Fluorescent proteins based on Green Fluorescent Protein (GFP) are made of eleven β-strands that make up a three dimensional β-barrel protein which has one internal β-sheet with an β-helix running through the middle. Uniquely, the fluorescence of these proteins is due to the chromophore found in the centre of the β-barrel. The chromophore formation is provided by the inward facing side chains of the β-barrel that induce the formation of a ring compound in the protein’s active site which is found centrally at the tripeptide sequence Ser65-Tyr66-Gly67. Fluorescence is induced when light of an excitation wavelength is captured within the chromophore, causing an outer shell electron to rise to a higher molecular orbital. This is an unstable configuration and results in the slow reversion of the electron to the ground state. In doing so, energy is released as emitted light (see diagram A). For different fluorescent proteins based on GFP, the changing of colours is simply a matter of changing the important residues involved in forming the chromophore or residues that associate with the chromophore.

Therefore, considering the site responsible for the protein to fluoresce is known, this chromogenic site alone may be readily altered to accommodate differently coloured proteins. Using Quikchange PCR mutagenesis a blue fluorescent protein should be formed from our experiments by simply changing an existing fluorescent Biobrick.

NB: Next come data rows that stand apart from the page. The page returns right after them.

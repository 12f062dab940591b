//! Catalog service: list, detail, form, save and delete operations, written
//! once and specialized per kind through [`Resource`].

use std::{future::Future, pin::Pin};

use serde_json::{Map, Value};

use super::{
    forms::{FormModel, Selection},
    resolver::Resolver,
    resource::Resource,
};
use crate::{
    error::{AppError, AppResult},
    models::{Author, Book, BookInstance, BookStatus, Entity, Genre, Outcome, RenderModel, Submission},
    repository::{Filter, FindOptions, Repository},
    validation::Validated,
};

type CountLookup = Pin<Box<dyn Future<Output = AppResult<i64>> + Send>>;

fn count_of<E: Entity>(repository: &Repository, filter: Filter) -> CountLookup {
    let collection = repository.collection::<E>();
    Box::pin(async move { collection.count(&filter).await })
}

#[derive(Clone)]
pub struct CatalogService {
    repository: Repository,
    resolver: Resolver,
}

impl CatalogService {
    pub fn new(repository: Repository, resolver: Resolver) -> Self {
        Self {
            repository,
            resolver,
        }
    }

    pub fn repository(&self) -> &Repository {
        &self.repository
    }

    pub fn resolver(&self) -> Resolver {
        self.resolver
    }

    /// Home page: record counts, resolved concurrently
    pub async fn index(&self) -> AppResult<RenderModel> {
        let counts = self
            .resolver
            .resolve_all(vec![
                ("book_count", count_of::<Book>(&self.repository, Filter::all())),
                (
                    "book_instance_count",
                    count_of::<BookInstance>(&self.repository, Filter::all()),
                ),
                (
                    "book_instance_available_count",
                    count_of::<BookInstance>(
                        &self.repository,
                        Filter::eq("status", BookStatus::Available.as_str()),
                    ),
                ),
                ("author_count", count_of::<Author>(&self.repository, Filter::all())),
                ("genre_count", count_of::<Genre>(&self.repository, Filter::all())),
            ])
            .await?;

        let data: Map<String, Value> = counts
            .into_iter()
            .map(|(name, count)| (name.to_string(), Value::from(count)))
            .collect();
        Ok(RenderModel::new("index", "Local Library Home").insert("data", Value::Object(data)))
    }

    pub async fn list<E: Resource>(&self) -> AppResult<RenderModel> {
        let items = self
            .resolver
            .lookup(
                E::KIND.as_str(),
                self.repository
                    .collection::<E>()
                    .find_many(&Filter::all(), &E::list_options()),
            )
            .await?;
        let views = E::present_many(self, items).await?;

        Ok(RenderModel::new(
            format!("{}_list", E::KIND),
            format!("{} List", E::LABEL),
        )
        .insert(&format!("{}_list", E::KIND), Value::Array(views)))
    }

    /// Entity plus the records that reference it
    pub async fn detail<E: Resource>(&self, id: &str) -> AppResult<RenderModel> {
        let collection = self.repository.collection::<E>();
        let (entity, dependents) = tokio::try_join!(
            self.resolver.lookup(E::KIND.as_str(), collection.find_by_id(id)),
            self.resolver.lookup("dependents", self.dependents::<E>(id)),
        )?;
        let entity = entity.ok_or_else(|| AppError::NotFound(format!("{} not found", E::LABEL)))?;

        let view = E::present_many(self, vec![entity])
            .await?
            .into_iter()
            .next()
            .unwrap_or_default();
        let title = E::detail_title(&view);

        let model = RenderModel::new(format!("{}_detail", E::KIND), title).insert(E::KIND.as_str(), view);
        with_dependents::<E>(model, &dependents)
    }

    /// Records blocking deletion of `id`
    pub async fn dependents<E: Resource>(&self, id: &str) -> AppResult<Vec<E::Dependent>> {
        match E::dependents_filter(id) {
            Some(filter) => {
                self.repository
                    .collection::<E::Dependent>()
                    .find_many(&filter, &FindOptions::new())
                    .await
            }
            None => Ok(Vec::new()),
        }
    }

    pub async fn create_form<E: Resource>(&self) -> AppResult<RenderModel> {
        let candidates = E::candidates(self).await?;
        FormModel::new(E::KIND, format!("Create {}", E::LABEL))
            .candidates(candidates)
            .build()
    }

    pub async fn create<E: Resource>(&self, submission: &Submission) -> AppResult<Outcome> {
        let title = format!("Create {}", E::LABEL);
        let draft = match self.accept::<E>(submission).await? {
            Ok(accepted) => accepted,
            Err(rejected) => return Ok(Outcome::Render(self.redisplay(&title, rejected).await?)),
        };

        if let Some(existing) = E::find_duplicate(self, &draft).await? {
            tracing::info!("{} already exists as {}", E::LABEL, existing.id());
            return Ok(Outcome::Redirect(existing.url()));
        }

        let saved = self.repository.collection::<E>().insert(&draft).await?;
        tracing::info!("Created {} {}", E::KIND, saved.id());
        Ok(Outcome::Redirect(saved.url()))
    }

    /// Form pre-filled from the stored entity
    pub async fn update_form<E: Resource>(&self, id: &str) -> AppResult<RenderModel> {
        let collection = self.repository.collection::<E>();
        let (entity, candidates) = tokio::try_join!(
            self.resolver.lookup(E::KIND.as_str(), collection.find_by_id(id)),
            E::candidates(self),
        )?;
        let entity = entity.ok_or_else(|| AppError::NotFound(format!("{} not found", E::LABEL)))?;

        FormModel::new(E::KIND, format!("Update {}", E::LABEL))
            .entity(&entity)?
            .candidates(candidates)
            .selection(entity.selection())
            .build()
    }

    pub async fn update<E: Resource>(&self, id: &str, submission: &Submission) -> AppResult<Outcome> {
        let title = format!("Update {}", E::LABEL);
        let mut draft = match self.accept::<E>(submission).await? {
            Ok(accepted) => accepted,
            Err(mut rejected) => {
                rejected.draft.set_id(id.to_string());
                return Ok(Outcome::Render(self.redisplay(&title, rejected).await?));
            }
        };
        draft.set_id(id.to_string());

        if let Some(existing) = E::find_duplicate(self, &draft).await? {
            tracing::info!("{} already exists as {}", E::LABEL, existing.id());
            return Ok(Outcome::Redirect(existing.url()));
        }

        let saved = self.repository.collection::<E>().update(id, &draft).await?;
        tracing::info!("Updated {} {}", E::KIND, saved.id());
        Ok(Outcome::Redirect(saved.url()))
    }

    /// Validate a submission and check its references. A rejected
    /// submission comes back with the draft and its errors for redisplay.
    async fn accept<E: Resource>(
        &self,
        submission: &Submission,
    ) -> AppResult<Result<E, Rejected<E>>> {
        let rules = E::rules();
        let mut validated = rules.validate(submission);
        let draft = E::from_form(&validated);

        if validated.is_valid() {
            validated
                .errors
                .extend(E::check_references(self, &draft).await?);
        }

        if validated.is_valid() {
            Ok(Ok(draft))
        } else {
            tracing::debug!(
                "Rejected {} submission with {} error(s)",
                E::KIND,
                validated.errors.len()
            );
            let selection = Selection::submitted(&validated, rules.relation_fields());
            Ok(Err(Rejected {
                draft,
                selection,
                validated,
            }))
        }
    }

    /// The form again, keeping what the user entered and listing every error
    async fn redisplay<E: Resource>(&self, title: &str, rejected: Rejected<E>) -> AppResult<RenderModel> {
        let candidates = E::candidates(self).await?;
        FormModel::new(E::KIND, title)
            .entity(&rejected.draft)?
            .candidates(candidates)
            .selection(rejected.selection)
            .errors(rejected.validated.errors)
            .build()
    }
}

/// Submission that failed validation or reference checks
struct Rejected<E> {
    draft: E,
    selection: Selection,
    validated: Validated,
}

/// Attach the dependents list when the kind has one
pub(crate) fn with_dependents<E: Resource>(
    model: RenderModel,
    dependents: &[E::Dependent],
) -> AppResult<RenderModel> {
    match E::DEPENDENTS_KEY {
        Some(key) => {
            let views = dependents
                .iter()
                .map(|item| item.view())
                .collect::<AppResult<Vec<_>>>()?;
            Ok(model.insert(key, Value::Array(views)))
        }
        None => Ok(model),
    }
}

PCR mutagenesis is a method for generating sequence-dependent changes into DNA. This method can generate mutations based on substitutions, insertions and deletions and simply involves a PCR reaction using a plasmid vector as the template and two synthetic oligonucleotide primers of ~20-40 nucleotides containing the desired mutation with each complementary to the opposite strands of the vector (except for the mismatch at the desired mutation site), with both primers overlapping at this exact point.

Because genomic DNA is methylated, the parent plasmid that is being changed and mutant colour can be resolved since the PCR mutant product will not have methylated DNA, hence digestion with the restriction enzyme Dpn I will remove the template DNA (as it cuts only methylated DNA), leaving the mutated DNA for transformation. Plasmid can therefore be grown, purified and secondarily transformed into a protein expression strain and mutagenesis rapidly screened by fluorescent behaviour.

The fluorescent proteins will be expressed initially in E.coli as it ensures the GFP expresses well and there is a relatively simple translation from E.coli cells to an E.coli-based cell-free chassis. This system of mutagenesis uses defined and simple PCR conditions, simple protocols and rapid steps to “cut to the chase” of producing a new Biobrick with minimal efforts. Essentially it allows us to rapidly perform the PCR-mutagenesis reaction and template digestion which can be directly used in the subsequent transformations and protein synthesis of the blue fluorescent protein.

Once it has been tested for function in E.coli, plasmid will be introduced into the analogous E.coli cell free chassis to ensure that everything is working. In the following experiments, an E.coli cell free chassis and a Wheat germ cell free chassis will be used. A cell free chassis is used in the study of biological reactions that occur within the cell without the complex interactions found in the whole cell; hence a cell free expression involves a coupled transcription translation system that is minimal to the production of the desired protein from the genetic circuit. The wheat germ expression is the ultimate end-point as it is analogous to plant waste material which could be used as a viable chassis for expression. The Wheat germ system is also a GRAS system (generally regarded as safe) and due to ethical reasons – especially safety, the public would be more accepting of this chassis than more toxic bacterial systems.